Я с тоской огляделась по сторонам. Ненавижу непрошеных гостей. Ненавижу быть застигнутой врасплох. И почему все это должно было случиться именно сегодня, когда в моей квартире бардак? Почему я не могла грохнуться в обморок, например, в начале прошлой недели, в тот день, когда я вымыла полы и купила недорогой букетик мелких роз, чтобы поставить их в напольную вазу? Сегодня же… На спинке кухонного стула покоятся несвежие колготки, в раковине нет места из-за горы посуды, от которой уже попахивать начало, дверца шкафа висит на одной петле, экран телевизора прячется за густой вуалью из пыли, тот самый розовый букет понуро сохнет в вазе, а на столе, в самой середине… о нет, нет, нет!! Это еще похуже фаллоимитатора и надувной куклы Нюши! На столе стоит фотография Максима Леонидовича Степашкина в красивой кожаной рамке! Когда-то (мне кажется, что это было тысячу лет назад) я вырезала его лицо с группового редакционного снимка, отсканировала его, увеличила на компьютере и распечатала на фотопринтере. И все для того, чтобы вредная начальственная рожа напоминала мне о том, как права я была, уволившись из редакции!
И Степашкин – Степашкин неотрывно смотрел прямо на эту фотографию.
– Это мой двоюродный брат, – тоненько хихикнув, объяснила я, – правда, чем-то на вас похож? Я давно заметила.
Степашкин тяжело вздохнул и посмотрел на меня, как мне показалось, с жалостью. И зачем я только выдумала эту бредовую версию о несуществующем брате? Я могла бы еще попытаться провести таким образом Верку. Но Максим Леонидович, естественно, сразу же узнал собственное лицо.
Одна только Веруся пребывала в счастливом неведении. Она, так любившая строить из себя доморощенного Шерлока Холмса, на самом деле дальше своего курносого носа ничего не видела. В последнее время она ко мне частенько забегала, и конечно уж сто раз на глаза ей попадалась злополучная фотография.
– Санька, а давай я тебе кашку сварю, – предложила она, – тебе сейчас надо чем-нибудь заполнить желудок. А в кухонном ящике как раз есть пшенка.
Я не стала интересоваться, откуда Веруся так осведомлена о содержимом моего кухонного шкафчика и как ей вообще не стыдно шарить по чужим шкафам. Из моего молчания Верка сделала свои собственные выводы – она весело загремела кастрюлями. Время от времени из кухни доносилось то ее радостное посвистывание, то ворчливое бормотание: «И куда эта Санька прячет масло?» или «Интересно, а что в ее холодильнике делают туфли?»

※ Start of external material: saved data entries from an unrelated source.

//! CLI error types for structured error handling.
//!
//! This module provides typed errors that map to specific exit codes,
//! enabling consistent error handling across the CLI.

use std::fmt;

use notepad_core::NotepadError;

/// CLI-specific errors with associated exit codes.
#[derive(Debug)]
pub enum CliError {
    /// Resource not found (config file, batch file)
    NotFound { message: String, hint: String },

    /// Decryption failed
    AuthFailed {
        message: String,
        hint: Option<String>,
    },

    /// Invalid user input
    InvalidInput(String),
}

impl fmt::Display for CliError {
    fn fmt(&self, f: &mut fmt::Formatter<'_>) -> fmt::Result {
        match self {
            CliError::NotFound { message, hint } => {
                write!(f, "{}\n{}", message, hint)
            }
            CliError::AuthFailed { message, hint } => {
                if let Some(h) = hint {
                    write!(f, "{}\n{}", message, h)
                } else {
                    write!(f, "{}", message)
                }
            }
            CliError::InvalidInput(message) => write!(f, "{}", message),
        }
    }
}

impl std::error::Error for CliError {}

impl CliError {
    /// Create a NotFound error with message and hint.
    pub fn not_found(message: impl Into<String>, hint: impl Into<String>) -> Self {
        CliError::NotFound {
            message: message.into(),
            hint: hint.into(),
        }
    }

    /// Create an AuthFailed error with message and hint.
    pub fn auth_failed_with_hint(message: impl Into<String>, hint: impl Into<String>) -> Self {
        CliError::AuthFailed {
            message: message.into(),
            hint: Some(hint.into()),
        }
    }

    /// Create an InvalidInput error.
    pub fn invalid_input(message: impl Into<String>) -> Self {
        CliError::InvalidInput(message.into())
    }

    /// Get the exit code for this error.
    pub fn exit_code(&self) -> i32 {
        use super::constants::exit_codes;
        match self {
            CliError::NotFound { .. } => exit_codes::NOT_FOUND,
            CliError::AuthFailed { .. } => exit_codes::AUTH_FAILED,
            CliError::InvalidInput(_) => exit_codes::INVALID_INPUT,
        }
    }
}

/// Map a core error from a bridge call: bad calls are user input errors.
impl From<NotepadError> for CliError {
    fn from(err: NotepadError) -> Self {
        match err {
            NotepadError::DecryptionFailed => CliError::AuthFailed {
                message: err.to_string(),
                hint: None,
            },
            other => CliError::InvalidInput(other.to_string()),
        }
    }
}

/// Exit code for any error returned from a command.
pub fn exit_code_for(err: &anyhow::Error) -> i32 {
    err.downcast_ref::<CliError>()
        .map(CliError::exit_code)
        .unwrap_or(1)
}
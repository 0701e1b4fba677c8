//! UI primitives for the Notepad CLI.
//!
//! - **Context**: Environment detection (TTY, width, color, unicode)
//! - **Mode**: Output mode selection (json, plain, pretty)
//! - **Theme**: Badge tokens and styles
//! - **Render**: Tables, headers, key-value lines, hints, errors

mod context;
mod mode;
pub mod render;
pub mod theme;

pub use context::{Terminal, UiContext, UiFlags};
pub use theme::Badge;

pub use render::{badge, header, hint, kv, print, print_error, print_json, table, Column};
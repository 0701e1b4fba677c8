//! Host bridge: dispatches named actions with positional JSON arguments.
//!
//! Every action returns a JSON value shaped for the host. Operations that
//! report their own failure (`encrypt`, `decrypt`, `search`, ...) still return
//! `Ok` with `success: false`; `Err` is reserved for bad calls (unknown
//! action, missing or mistyped argument, no clipboard).

use std::fmt;
use std::str::FromStr;

use serde::de::DeserializeOwned;
use serde::Serialize;
use serde_json::Value;
use tracing::debug;

use crate::clipboard::{self, Clipboard, ClipboardWriteOptions, MemoryClipboard};
use crate::crypto;
use crate::error::{NotepadError, Result};
use crate::history::{History, DEFAULT_MAX_HISTORY};
use crate::shared::{SharedContent, SharedSlot};
use crate::text::{self, FormattingOptions, ReplaceOptions, SearchOptions};

/// Actions understood by [`NotepadUtils::execute`].
#[derive(Debug, Clone, Copy, PartialEq, Eq)]
pub enum Action {
    GetClipboard,
    SetClipboard,
    ClearClipboard,
    GetTextStats,
    DetectPatterns,
    Encrypt,
    Decrypt,
    Hash,
    Search,
    Replace,
    FormatText,
    InitUndoRedo,
    PushState,
    Undo,
    Redo,
    GetUndoRedoState,
    ClearHistory,
    GetSharedContent,
    ClearSharedContent,
}

impl Action {
    pub const ALL: [Action; 19] = [
        Action::GetClipboard,
        Action::SetClipboard,
        Action::ClearClipboard,
        Action::GetTextStats,
        Action::DetectPatterns,
        Action::Encrypt,
        Action::Decrypt,
        Action::Hash,
        Action::Search,
        Action::Replace,
        Action::FormatText,
        Action::InitUndoRedo,
        Action::PushState,
        Action::Undo,
        Action::Redo,
        Action::GetUndoRedoState,
        Action::ClearHistory,
        Action::GetSharedContent,
        Action::ClearSharedContent,
    ];

    pub fn as_str(&self) -> &'static str {
        match self {
            Action::GetClipboard => "getClipboard",
            Action::SetClipboard => "setClipboard",
            Action::ClearClipboard => "clearClipboard",
            Action::GetTextStats => "getTextStats",
            Action::DetectPatterns => "detectPatterns",
            Action::Encrypt => "encrypt",
            Action::Decrypt => "decrypt",
            Action::Hash => "hash",
            Action::Search => "search",
            Action::Replace => "replace",
            Action::FormatText => "formatText",
            Action::InitUndoRedo => "initUndoRedo",
            Action::PushState => "pushState",
            Action::Undo => "undo",
            Action::Redo => "redo",
            Action::GetUndoRedoState => "getUndoRedoState",
            Action::ClearHistory => "clearHistory",
            Action::GetSharedContent => "getSharedContent",
            Action::ClearSharedContent => "clearSharedContent",
        }
    }
}

impl fmt::Display for Action {
    fn fmt(&self, f: &mut fmt::Formatter<'_>) -> fmt::Result {
        f.write_str(self.as_str())
    }
}

impl FromStr for Action {
    type Err = NotepadError;

    fn from_str(s: &str) -> Result<Self> {
        Action::ALL
            .into_iter()
            .find(|action| action.as_str() == s)
            .ok_or_else(|| NotepadError::UnknownAction(s.to_string()))
    }
}

/// Positional argument accessor.
struct Args<'a>(&'a [Value]);

impl<'a> Args<'a> {
    fn present(&self, index: usize) -> Option<&'a Value> {
        self.0.get(index).filter(|value| !value.is_null())
    }

    fn string(&self, index: usize, name: &str) -> Result<&'a str> {
        match self.present(index) {
            Some(Value::String(s)) => Ok(s),
            Some(_) => Err(invalid(name, "must be a string")),
            None => Err(invalid(name, "is required")),
        }
    }

    fn opt_string(&self, index: usize, name: &str) -> Result<Option<&'a str>> {
        match self.present(index) {
            Some(Value::String(s)) => Ok(Some(s)),
            Some(_) => Err(invalid(name, "must be a string")),
            None => Ok(None),
        }
    }

    fn flag(&self, index: usize, name: &str) -> Result<bool> {
        match self.present(index) {
            Some(Value::Bool(b)) => Ok(*b),
            Some(_) => Err(invalid(name, "must be a boolean")),
            None => Ok(false),
        }
    }

    fn count(&self, index: usize, name: &str, default: usize) -> Result<usize> {
        match self.present(index) {
            Some(value) => value
                .as_u64()
                .and_then(|n| usize::try_from(n).ok())
                .ok_or_else(|| invalid(name, "must be a non-negative integer")),
            None => Ok(default),
        }
    }

    fn object<T: DeserializeOwned>(&self, index: usize, name: &str) -> Result<T> {
        match self.present(index) {
            Some(value @ Value::Object(_)) => Ok(serde_json::from_value(value.clone())?),
            Some(_) => Err(invalid(name, "must be an object")),
            None => Err(invalid(name, "is required")),
        }
    }
}

fn invalid(name: &str, problem: &str) -> NotepadError {
    NotepadError::InvalidInput(format!("argument '{}' {}", name, problem))
}

fn to_value<T: Serialize>(value: &T) -> Result<Value> {
    Ok(serde_json::to_value(value)?)
}

/// Stateful front door for the host: owns the undo history, the clipboard
/// and the pending shared content.
pub struct NotepadUtils {
    clipboard: Option<Box<dyn Clipboard>>,
    history: History,
    max_history: usize,
    shared: SharedSlot,
}

impl Default for NotepadUtils {
    fn default() -> Self {
        Self::with_clipboard(Box::new(MemoryClipboard::new()))
    }
}

impl NotepadUtils {
    /// Bridge backed by an in-memory clipboard.
    pub fn new() -> Self {
        Self::default()
    }

    pub fn with_clipboard(clipboard: Box<dyn Clipboard>) -> Self {
        Self {
            clipboard: Some(clipboard),
            history: History::new(),
            max_history: DEFAULT_MAX_HISTORY,
            shared: SharedSlot::default(),
        }
    }

    /// Bridge with no clipboard; clipboard actions fail.
    pub fn without_clipboard() -> Self {
        Self {
            clipboard: None,
            history: History::new(),
            max_history: DEFAULT_MAX_HISTORY,
            shared: SharedSlot::default(),
        }
    }

    /// History capacity used when `initUndoRedo` omits `maxHistory`.
    pub fn with_max_history(mut self, max_history: usize) -> Self {
        self.max_history = max_history.max(1);
        self.history = History::with_capacity(self.max_history);
        self
    }

    pub fn history(&self) -> &History {
        &self.history
    }

    /// Store content shared into the app by the host.
    pub fn share(&mut self, content: SharedContent) {
        self.shared.share(content);
    }

    /// Run `action` with positional `args`.
    pub fn execute(&mut self, action: &str, args: &[Value]) -> Result<Value> {
        let action: Action = action.parse()?;
        debug!(%action, argc = args.len(), "execute");
        self.dispatch(action, &Args(args))
    }

    fn dispatch(&mut self, action: Action, args: &Args<'_>) -> Result<Value> {
        match action {
            Action::GetClipboard => to_value(&clipboard::get_clipboard(self.clipboard()?)?),
            Action::SetClipboard => {
                let options: ClipboardWriteOptions = args.object(0, "options")?;
                clipboard::set_clipboard(self.clipboard_mut()?, &options)?;
                Ok(Value::Bool(true))
            }
            Action::ClearClipboard => {
                clipboard::clear_clipboard(self.clipboard_mut()?)?;
                Ok(Value::Bool(true))
            }

            Action::GetTextStats => to_value(&text::text_stats(args.string(0, "text")?)),
            Action::DetectPatterns => to_value(&text::detect_patterns(args.string(0, "text")?)),

            Action::Encrypt => to_value(&crypto::encrypt_text(
                args.string(0, "text")?,
                args.string(1, "password")?,
            )),
            Action::Decrypt => to_value(&crypto::decrypt_text(
                args.string(0, "encryptedData")?,
                args.string(1, "password")?,
                args.string(2, "iv")?,
                args.string(3, "salt")?,
            )),
            Action::Hash => {
                let algorithm = args.opt_string(1, "algorithm")?.unwrap_or("SHA-256");
                to_value(&crypto::hash_text(args.string(0, "text")?, algorithm))
            }

            Action::Search => {
                let options = SearchOptions {
                    case_sensitive: args.flag(2, "caseSensitive")?,
                    is_regex: args.flag(3, "isRegex")?,
                    ..Default::default()
                };
                to_value(&text::search(
                    args.string(0, "text")?,
                    args.string(1, "searchTerm")?,
                    &options,
                ))
            }
            Action::Replace => {
                let options = ReplaceOptions {
                    replace_all: args.flag(3, "replaceAll")?,
                    case_sensitive: args.flag(4, "caseSensitive")?,
                    is_regex: args.flag(5, "isRegex")?,
                };
                to_value(&text::replace(
                    args.string(0, "text")?,
                    args.string(1, "searchTerm")?,
                    args.string(2, "replacement")?,
                    &options,
                ))
            }
            Action::FormatText => {
                let options: FormattingOptions = args.object(1, "options")?;
                to_value(&text::format_text(args.string(0, "text")?, &options))
            }

            Action::InitUndoRedo => {
                let initial = args.string(0, "initialText")?;
                let max = args.count(1, "maxHistory", self.max_history)?;
                to_value(&self.history.init(initial, max))
            }
            Action::PushState => to_value(&self.history.push(args.string(0, "text")?)),
            Action::Undo => to_value(&self.history.undo()),
            Action::Redo => to_value(&self.history.redo()),
            Action::GetUndoRedoState => to_value(&self.history.state()),
            Action::ClearHistory => {
                self.history.clear();
                Ok(Value::Bool(true))
            }

            Action::GetSharedContent => to_value(&self.shared.get()),
            Action::ClearSharedContent => {
                self.shared.clear();
                Ok(Value::Bool(true))
            }
        }
    }

    fn clipboard(&self) -> Result<&dyn Clipboard> {
        self.clipboard
            .as_deref()
            .ok_or(NotepadError::ClipboardUnavailable)
    }

    fn clipboard_mut(&mut self) -> Result<&mut dyn Clipboard> {
        match self.clipboard.as_deref_mut() {
            Some(clipboard) => Ok(clipboard),
            None => Err(NotepadError::ClipboardUnavailable),
        }
    }
}

impl fmt::Debug for NotepadUtils {
    fn fmt(&self, f: &mut fmt::Formatter<'_>) -> fmt::Result {
        f.debug_struct("NotepadUtils")
            .field("has_clipboard", &self.clipboard.is_some())
            .field("history", &self.history.state())
            .finish()
    }
}
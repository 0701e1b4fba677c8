//! Notepad CLI - text utilities with password-based encryption
//!
//! Command-line front end over `notepad-core`: the same operations a host
//! app reaches through the bridge, plus config and completions.

mod app;
mod cli;
mod commands;
mod config;
mod constants;
mod errors;
mod helpers;
mod logging;
mod ui;

use clap::Parser;
use notepad_core::{Action, VERSION};

use crate::app::AppContext;
use crate::cli::{Cli, Commands, ConfigSubcommand};
use crate::commands::{crypto, exec, misc, text};
use crate::ui::{header, hint, print, print_error};

fn main() {
    let cli = Cli::parse();
    logging::init_logging(cli.verbose);
    let ctx = AppContext::new(&cli);

    if let Err(e) = run(&ctx, &cli) {
        let ui_ctx = ctx.ui_context();

        let full = format!("{}", e);
        let (message, hint) = split_error_hint(&full);
        print_error(&ui_ctx, message, hint.as_deref());
        std::process::exit(errors::exit_code_for(&e));
    }
}

/// Split an error into its first line and a hint, either the one carried
/// after a newline or a contextual one for common failures.
fn split_error_hint(error: &str) -> (&str, Option<String>) {
    if let Some(idx) = error.find('\n') {
        let carried = error[idx + 1..].trim();
        if !carried.is_empty() {
            return (&error[..idx], Some(carried.to_string()));
        }
        return (&error[..idx], extract_error_hint(&error[..idx]));
    }
    (error, extract_error_hint(error))
}

fn extract_error_hint(error: &str) -> Option<String> {
    let error_lower = error.to_lowercase();

    if error_lower.contains("unknown action") {
        let names: Vec<&str> = Action::ALL.iter().map(|a| a.as_str()).collect();
        return Some(format!("Hint: Known actions: {}", names.join(", ")));
    }

    if error_lower.contains("decryption failed") {
        return Some(
            "Hint: Check the password. Set NOTEPAD_PASSWORD or pass --password.".to_string(),
        );
    }

    if error_lower.contains("invalid pattern") {
        return Some("Hint: Drop --regex to search for the literal text.".to_string());
    }

    None
}

fn run(ctx: &AppContext, cli: &Cli) -> anyhow::Result<()> {
    match &cli.command {
        Some(Commands::Encrypt(args)) => {
            crypto::handle_encrypt(ctx, args)?;
        }
        Some(Commands::Decrypt(args)) => {
            crypto::handle_decrypt(ctx, args)?;
        }
        Some(Commands::Hash(args)) => {
            crypto::handle_hash(ctx, args)?;
        }
        Some(Commands::Stats(args)) => {
            text::handle_stats(ctx, args)?;
        }
        Some(Commands::Detect(args)) => {
            text::handle_detect(ctx, args)?;
        }
        Some(Commands::Search(args)) => {
            text::handle_search(ctx, args)?;
        }
        Some(Commands::Replace(args)) => {
            text::handle_replace(ctx, args)?;
        }
        Some(Commands::Format(args)) => {
            text::handle_format(ctx, args)?;
        }
        Some(Commands::Exec(args)) => {
            exec::handle_exec(ctx, args)?;
        }
        Some(Commands::Config { command }) => match command {
            ConfigSubcommand::Init { force } => {
                commands::config::handle_init(ctx, *force)?;
            }
            ConfigSubcommand::Show => {
                commands::config::handle_show(ctx)?;
            }
        },
        Some(Commands::Completions(args)) => {
            misc::handle_completions(args)?;
        }
        None => {
            let ui = ctx.ui_context();
            print(&ui, &header(&ui, "quickstart", Some(VERSION)));
            print(&ui, "  echo 'secret' | notepad encrypt --json > note.json");
            print(&ui, "  notepad decrypt --payload - < note.json");
            print(&ui, "  notepad stats --text 'Hello world.'");
            print(&ui, "  notepad exec getTextStats '[\"Hello\"]'");
            print(&ui, &hint(&ui, "Run `notepad --help` for every command."));
        }
    }
    Ok(())
}

#[cfg(test)]
mod tests {
    use super::*;

    #[test]
    fn test_carried_hint_is_split_off() {
        let (message, hint) = split_error_hint("Config not found at /x\nHint: Run init.");
        assert_eq!(message, "Config not found at /x");
        assert_eq!(hint.as_deref(), Some("Hint: Run init."));
    }

    #[test]
    fn test_contextual_hint_for_unknown_action() {
        let (message, hint) = split_error_hint("Unknown action: nope");
        assert_eq!(message, "Unknown action: nope");
        assert!(hint.unwrap().contains("getTextStats"));
    }

    #[test]
    fn test_no_hint_for_unrecognized_errors() {
        assert_eq!(split_error_hint("boom"), ("boom", None));
    }
}
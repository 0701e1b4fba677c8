use clap::{Args, Parser, Subcommand};
use clap_complete::Shell;

use notepad_core::VERSION;

/// Notepad - text utilities with password-based encryption and hashing
#[derive(Parser)]
#[command(name = "notepad")]
#[command(author, version = VERSION, about, long_about = None)]
#[command(propagate_version = true)]
pub struct Cli {
    /// Path to the config file
    #[arg(long, global = true, env = "NOTEPAD_CONFIG")]
    pub config: Option<String>,

    /// Output as JSON
    #[arg(long, global = true)]
    pub json: bool,

    /// Disable colored output
    #[arg(long, global = true)]
    pub no_color: bool,

    /// Use ASCII symbols only
    #[arg(long, global = true)]
    pub ascii: bool,

    /// Log debug events to stderr
    #[arg(short, long, global = true)]
    pub verbose: bool,

    #[command(subcommand)]
    pub command: Option<Commands>,
}

/// Text source shared by text commands.
#[derive(Args)]
pub struct TextInput {
    /// Text to operate on (reads stdin when omitted; text commands drop one
    /// trailing newline from stdin, encrypt and hash keep it)
    #[arg(long)]
    pub text: Option<String>,
}

/// Arguments for the `encrypt` command
#[derive(Args)]
pub struct EncryptArgs {
    #[command(flatten)]
    pub input: TextInput,

    /// Password (falls back to NOTEPAD_PASSWORD, then a prompt)
    #[arg(long)]
    pub password: Option<String>,
}

/// Arguments for the `decrypt` command
#[derive(Args)]
pub struct DecryptArgs {
    /// Base64 ciphertext
    #[arg(long, value_name = "BASE64", required_unless_present = "payload")]
    pub data: Option<String>,

    /// Base64 IV (16 bytes)
    #[arg(long, value_name = "BASE64", required_unless_present = "payload")]
    pub iv: Option<String>,

    /// Base64 salt (16 bytes)
    #[arg(long, value_name = "BASE64", required_unless_present = "payload")]
    pub salt: Option<String>,

    /// JSON payload as printed by `encrypt --json` ("-" reads stdin)
    #[arg(long, value_name = "JSON", conflicts_with_all = ["data", "iv", "salt"])]
    pub payload: Option<String>,

    /// Password (falls back to NOTEPAD_PASSWORD, then a prompt)
    #[arg(long)]
    pub password: Option<String>,
}

/// Arguments for the `hash` command
#[derive(Args)]
pub struct HashArgs {
    #[command(flatten)]
    pub input: TextInput,

    /// Algorithm: MD5, SHA-256 or SHA-512 (anything else means SHA-256)
    #[arg(short, long)]
    pub algorithm: Option<String>,
}

/// Arguments for the `search` command
#[derive(Args)]
pub struct SearchArgs {
    /// Term to search for
    #[arg(value_name = "TERM")]
    pub term: String,

    #[command(flatten)]
    pub input: TextInput,

    /// Match case exactly
    #[arg(short = 'c', long)]
    pub case_sensitive: bool,

    /// Treat TERM as a regular expression
    #[arg(short = 'r', long)]
    pub regex: bool,

    /// Chars of context around each match
    #[arg(long, value_name = "N")]
    pub context: Option<usize>,
}

/// Arguments for the `replace` command
#[derive(Args)]
pub struct ReplaceArgs {
    /// Term to search for
    #[arg(value_name = "TERM")]
    pub term: String,

    /// Replacement text ($1 and ${name} insert groups, a backslash escapes the next char)
    #[arg(value_name = "REPLACEMENT")]
    pub replacement: String,

    #[command(flatten)]
    pub input: TextInput,

    /// Replace every match instead of the first
    #[arg(short, long)]
    pub all: bool,

    /// Match case exactly
    #[arg(short = 'c', long)]
    pub case_sensitive: bool,

    /// Treat TERM as a regular expression
    #[arg(short = 'r', long)]
    pub regex: bool,
}

/// Arguments for the `format` command
#[derive(Args)]
pub struct FormatArgs {
    #[command(flatten)]
    pub input: TextInput,

    /// Trim leading and trailing whitespace
    #[arg(long)]
    pub trim: bool,

    /// Collapse runs of spaces
    #[arg(long)]
    pub squeeze_spaces: bool,

    /// Replace line breaks with spaces
    #[arg(long)]
    pub join_lines: bool,

    /// Convert to UPPERCASE
    #[arg(long, group = "case")]
    pub upper: bool,

    /// Convert to lowercase
    #[arg(long, group = "case")]
    pub lower: bool,

    /// Convert to Title Case
    #[arg(long, group = "case")]
    pub title: bool,

    /// Convert to Sentence case
    #[arg(long, group = "case")]
    pub sentence: bool,

    /// Sort lines
    #[arg(long)]
    pub sort: bool,

    /// Remove duplicate lines, keeping the first
    #[arg(long)]
    pub dedup: bool,

    /// Reverse the text
    #[arg(long)]
    pub reverse: bool,
}

/// Arguments for the `exec` command
#[derive(Args)]
pub struct ExecArgs {
    /// Action name (e.g. getTextStats, encrypt, undo)
    #[arg(value_name = "ACTION", required_unless_present = "batch")]
    pub action: Option<String>,

    /// Positional arguments as a JSON array
    #[arg(value_name = "ARGS_JSON")]
    pub args: Option<String>,

    /// Run a JSON array of {"action", "args"} calls against one session ("-" reads stdin)
    #[arg(long, value_name = "FILE", conflicts_with = "action")]
    pub batch: Option<String>,
}

/// Arguments for the `completions` command
#[derive(Args)]
pub struct CompletionsArgs {
    /// Shell to generate completions for
    #[arg(value_name = "SHELL")]
    pub shell: Shell,
}

#[derive(Subcommand)]
pub enum ConfigSubcommand {
    /// Write a config file with the defaults
    Init {
        /// Overwrite an existing file
        #[arg(long)]
        force: bool,
    },
    /// Print the effective config
    Show,
}

#[derive(Subcommand)]
pub enum Commands {
    /// Encrypt text with a password (AES-256-CBC, PBKDF2 key)
    Encrypt(EncryptArgs),

    /// Decrypt a payload produced by `encrypt`
    Decrypt(DecryptArgs),

    /// Hash text
    Hash(HashArgs),

    /// Show text statistics
    Stats(TextInput),

    /// Detect URLs, emails, phone numbers, hashtags, mentions and dates
    Detect(TextInput),

    /// Search text
    Search(SearchArgs),

    /// Replace matches in text
    Replace(ReplaceArgs),

    /// Apply formatting transforms
    Format(FormatArgs),

    /// Run a host bridge action and print its JSON result
    Exec(ExecArgs),

    /// Manage the config file
    Config {
        #[command(subcommand)]
        command: ConfigSubcommand,
    },

    /// Generate shell completions
    Completions(CompletionsArgs),
}

#[cfg(test)]
mod tests {
    use super::*;
    use clap::CommandFactory;

    #[test]
    fn test_cli_definition_is_valid() {
        Cli::command().debug_assert();
    }

    #[test]
    fn test_case_flags_are_exclusive() {
        let result = Cli::try_parse_from(["notepad", "format", "--upper", "--lower"]);
        assert!(result.is_err());
    }

    #[test]
    fn test_decrypt_requires_fields_or_payload() {
        assert!(Cli::try_parse_from(["notepad", "decrypt", "--data", "x"]).is_err());
        assert!(Cli::try_parse_from(["notepad", "decrypt", "--payload", "{}"]).is_ok());
        assert!(
            Cli::try_parse_from(["notepad", "decrypt", "--data", "a", "--iv", "b", "--salt", "c"])
                .is_ok()
        );
    }

    #[test]
    fn test_exec_parses_action_and_args() {
        let cli = Cli::try_parse_from(["notepad", "exec", "hash", r#"["abc"]"#]).unwrap();
        match cli.command {
            Some(Commands::Exec(args)) => {
                assert_eq!(args.action.as_deref(), Some("hash"));
                assert_eq!(args.args.as_deref(), Some(r#"["abc"]"#));
            }
            _ => panic!("expected exec"),
        }
    }
}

Услышав последнее замечание, Максим Леонидович приподнял светлые брови и наконец соизволил на меня взглянуть.
– А правда, – сказал он, – что делают туфли в вашем холодильнике?
– Не знаю, – честно ответила я и даже попробовала примирительно улыбнуться, – в последнее время я была не в себе. Девушка в депрессии и все такое. Уверена, вы меня понимаете. Могла их туда засунуть машинально.
Степашкин покачал головой:
– Знаете, Александра, а вы все-таки уникум. Не знаю, есть ли на земле вторая женщина, которая умеет настолько витиевато врать и при этом еще и прячет в рефрижераторе туфли. Вы никогда не пробовали сходить на консультацию к психиатру?
– А вы никогда не пробовали быть снисходительнее к людям?
– Знаете, Александра, – он неловко замялся, – вообще я чувствую себя немного виноватым перед вами.
Я изумленно на него посмотрела. О чем он? Такие типы, как мой бывший бездушный начальник, вообще никогда не чувствуют себя виноватыми. Потому что они просто неспособны чувствовать.
– В чем же?
– Мне всегда, с самого первого дня знакомства с вами, казалось, что вы меня не уважаете и… недолюбливаете.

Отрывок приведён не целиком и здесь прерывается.